* Try it
Whenever a line of the data below holds the string "crate", copy that line.

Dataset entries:

BEGIN

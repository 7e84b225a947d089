//! Fluent builders and credential fixtures for tests

use crate::models::{Credential, Provider};
use crate::testing::mock::MockAccount;
use crate::utils::crypto;

/// Builder for seeding [`MockBackend`](crate::testing::MockBackend)
/// accounts.
pub struct MockAccountBuilder {
    account: MockAccount,
}

impl MockAccountBuilder {
    /// Start building an account for the given email address.
    #[must_use]
    pub fn new(email: &str) -> Self {
        Self {
            account: MockAccount {
                id: format!("user-{email}"),
                email: email.to_string(),
                password: None,
                display_name: None,
                providers: Vec::new(),
                disabled: false,
            },
        }
    }

    /// Use a fixed account id.
    #[must_use]
    pub fn id(mut self, id: &str) -> Self {
        self.account.id = id.to_string();
        self
    }

    /// Attach a password credential.
    #[must_use]
    pub fn password(mut self, password: &str) -> Self {
        self.account.password = Some(password.to_string());
        if !self.account.providers.contains(&Provider::Password) {
            self.account.providers.push(Provider::Password);
        }
        self
    }

    /// Attach a federated provider.
    #[must_use]
    pub fn provider(mut self, provider: Provider) -> Self {
        if !self.account.providers.contains(&provider) {
            self.account.providers.push(provider);
        }
        self
    }

    /// Set the display name.
    #[must_use]
    pub fn display_name(mut self, name: &str) -> Self {
        self.account.display_name = Some(name.to_string());
        self
    }

    /// Mark the account as administratively disabled.
    #[must_use]
    pub fn disabled(mut self) -> Self {
        self.account.disabled = true;
        self
    }

    /// Finish building.
    #[must_use]
    pub fn build(self) -> MockAccount {
        self.account
    }
}

/// A Google credential with fresh fake tokens.
#[must_use]
pub fn google_credential(email: &str, full_name: Option<&str>) -> Credential {
    Credential::Google {
        id_token: format!("google-id-{}", crypto::generate_nonce(8)),
        access_token: format!("google-access-{}", crypto::generate_nonce(8)),
        email: email.to_string(),
        full_name: full_name.map(ToString::to_string),
    }
}

/// An Apple credential with a fresh fake token and nonce.
#[must_use]
pub fn apple_credential(email: &str, full_name: Option<&str>) -> Credential {
    let nonce = crypto::generate_nonce(16);
    Credential::Apple {
        id_token: format!("apple-id-{}", crypto::generate_nonce(8)),
        email: email.to_string(),
        full_name: full_name.map(ToString::to_string),
        nonce: Some(nonce),
    }
}
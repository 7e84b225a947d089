//! Core data types shared across the crate
//!
//! This module provides the credential union, the identity session snapshot,
//! and the result descriptor returned by every login flow.

pub mod credential;
pub mod descriptor;
pub mod user;

pub use credential::{Credential, MigrationAllowance, Provider};
pub use descriptor::LoginDescriptor;
pub use user::UserData;
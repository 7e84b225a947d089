//! Mock implementations of external dependencies
//!
//! [`MockBackend`] is an in-memory identity backend. It models the behaviors
//! the engine depends on: account lookup by email, email-already-in-use
//! conflicts on linking, single-use token consumption, recent-login trust
//! rules for deletion, and the backend's silence about successful links.

use crate::backend::{AuthBackend, BackendError, BackendErrorCode};
use crate::errors::UserError;
use crate::models::{Credential, Provider, UserData};
use crate::providers::LoginProvider;
use async_trait::async_trait;
use chrono::Utc;
use std::collections::{HashMap, HashSet, VecDeque};
use std::sync::atomic::{AtomicUsize, Ordering};
use std::sync::Mutex;
use std::time::Duration;
use tokio::sync::broadcast;

/// Channel capacity for mock change notifications.
const EVENT_CAPACITY: usize = 16;

/// An account stored in the mock backend.
#[derive(Debug, Clone)]
pub struct MockAccount {
    pub id: String,
    pub email: String,
    pub password: Option<String>,
    pub display_name: Option<String>,
    pub providers: Vec<Provider>,
    pub disabled: bool,
}

#[derive(Default)]
struct MockState {
    accounts: HashMap<String, MockAccount>,
    current: Option<UserData>,
    consumed_tokens: HashSet<String>,
    verification_emails: Vec<String>,
    recent_authentication: bool,
    anonymous_counter: usize,
    latency: Option<Duration>,
    fail_next_sign_in: Option<BackendError>,
    fail_next_link: Option<BackendError>,
    fail_next_profile_update: Option<BackendError>,
    fail_next_delete: Option<BackendError>,
}

/// In-memory fake of the backend identity SDK.
pub struct MockBackend {
    state: Mutex<MockState>,
    events: broadcast::Sender<Option<UserData>>,
}

impl Default for MockBackend {
    fn default() -> Self {
        Self::new()
    }
}

impl MockBackend {
    /// An empty backend with no accounts and no session.
    #[must_use]
    pub fn new() -> Self {
        let (events, _) = broadcast::channel(EVENT_CAPACITY);
        Self {
            state: Mutex::new(MockState::default()),
            events,
        }
    }

    /// A backend pre-seeded with the given accounts.
    #[must_use]
    pub fn with_accounts(accounts: Vec<MockAccount>) -> Self {
        let backend = Self::new();
        {
            let mut state = backend.lock_state();
            for account in accounts {
                state.accounts.insert(account.email.clone(), account);
            }
        }
        backend
    }

    /// Script a failure for the next sign-in call.
    pub fn fail_next_sign_in(&self, error: BackendError) {
        self.lock_state().fail_next_sign_in = Some(error);
    }

    /// Script a failure for the next link call.
    pub fn fail_next_link(&self, error: BackendError) {
        self.lock_state().fail_next_link = Some(error);
    }

    /// Script a failure for the next profile update.
    pub fn fail_next_profile_update(&self, error: BackendError) {
        self.lock_state().fail_next_profile_update = Some(error);
    }

    /// Script a failure for the next account deletion.
    pub fn fail_next_delete(&self, error: BackendError) {
        self.lock_state().fail_next_delete = Some(error);
    }

    /// Make the next sensitive operation demand a fresh authentication.
    pub fn expire_recent_login(&self) {
        self.lock_state().recent_authentication = false;
    }

    /// Delay every subsequent authentication call by the given duration, so
    /// tests can interleave concurrent operations.
    pub fn set_latency(&self, latency: Duration) {
        self.lock_state().latency = Some(latency);
    }

    /// The addresses verification messages were sent to, in order.
    #[must_use]
    pub fn verification_emails(&self) -> Vec<String> {
        self.lock_state().verification_emails.clone()
    }

    /// The stored account for an email address, for assertions.
    #[must_use]
    pub fn account(&self, email: &str) -> Option<MockAccount> {
        self.lock_state().accounts.get(email).cloned()
    }

    /// How many accounts the backend holds.
    #[must_use]
    pub fn account_count(&self) -> usize {
        self.lock_state().accounts.len()
    }

    fn lock_state(&self) -> std::sync::MutexGuard<'_, MockState> {
        // Test-only code: a poisoned lock means a test already panicked.
        self.state.lock().unwrap_or_else(std::sync::PoisonError::into_inner)
    }

    fn emit(&self, snapshot: Option<UserData>) {
        let _ = self.events.send(snapshot);
    }

    /// The state lock is not held across the sleep.
    async fn simulate_latency(&self) {
        let latency = self.lock_state().latency;
        if let Some(latency) = latency {
            tokio::time::sleep(latency).await;
        }
    }

    fn snapshot_for(account: &MockAccount) -> UserData {
        UserData {
            id: Some(account.id.clone()),
            email: Some(account.email.clone()),
            display_name: account.display_name.clone(),
            is_anonymous: false,
            providers: account.providers.clone(),
            created_at: Some(Utc::now()),
            last_sign_in: Some(Utc::now()),
        }
    }

    /// Verify a credential against stored accounts, consuming single-use
    /// tokens along the way. Returns the matched account's email.
    fn verify_credential(
        state: &mut MockState,
        credential: &Credential,
    ) -> Result<String, BackendError> {
        if let Credential::Apple { id_token, nonce, .. } = credential {
            if nonce.as_deref().is_none_or(str::is_empty) {
                return Err(BackendError::new(BackendErrorCode::InvalidCredential));
            }
            if !state.consumed_tokens.insert(id_token.clone()) {
                // A nonce-bound token only verifies once.
                return Err(BackendError::new(BackendErrorCode::InvalidCredential));
            }
        }

        let email = credential.email().to_string();
        match state.accounts.get(&email) {
            None => {
                if credential.provider() == Provider::Password {
                    return Err(BackendError::new(BackendErrorCode::UserNotFound));
                }
                // Federated sign-in auto-creates the account.
                let account = MockAccount {
                    id: format!("user-{}", uuid::Uuid::new_v4()),
                    email: email.clone(),
                    password: None,
                    display_name: credential.full_name().map(ToString::to_string),
                    providers: vec![credential.provider()],
                    disabled: false,
                };
                state.accounts.insert(email.clone(), account);
            }
            Some(account) => {
                if account.disabled {
                    return Err(BackendError::new(BackendErrorCode::UserDisabled));
                }
                if let Credential::Password { password, .. } = credential {
                    if account.password.as_deref() != Some(password) {
                        return Err(BackendError::new(BackendErrorCode::WrongPassword));
                    }
                }
            }
        }
        Ok(email)
    }
}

END

* Written answer
use crate::models::{Credential, Provider};
use crate::testing::mock::MockAccount;
use crate::utils::crypto;
/// Builder for seeding [`MockBackend`](crate::testing::MockBackend)
//! Core data types shared across the crate
use crate::backend::{AuthBackend, BackendError, BackendErrorCode};
use crate::errors::UserError;
use crate::models::{Credential, Provider, UserData};
use crate::providers::LoginProvider;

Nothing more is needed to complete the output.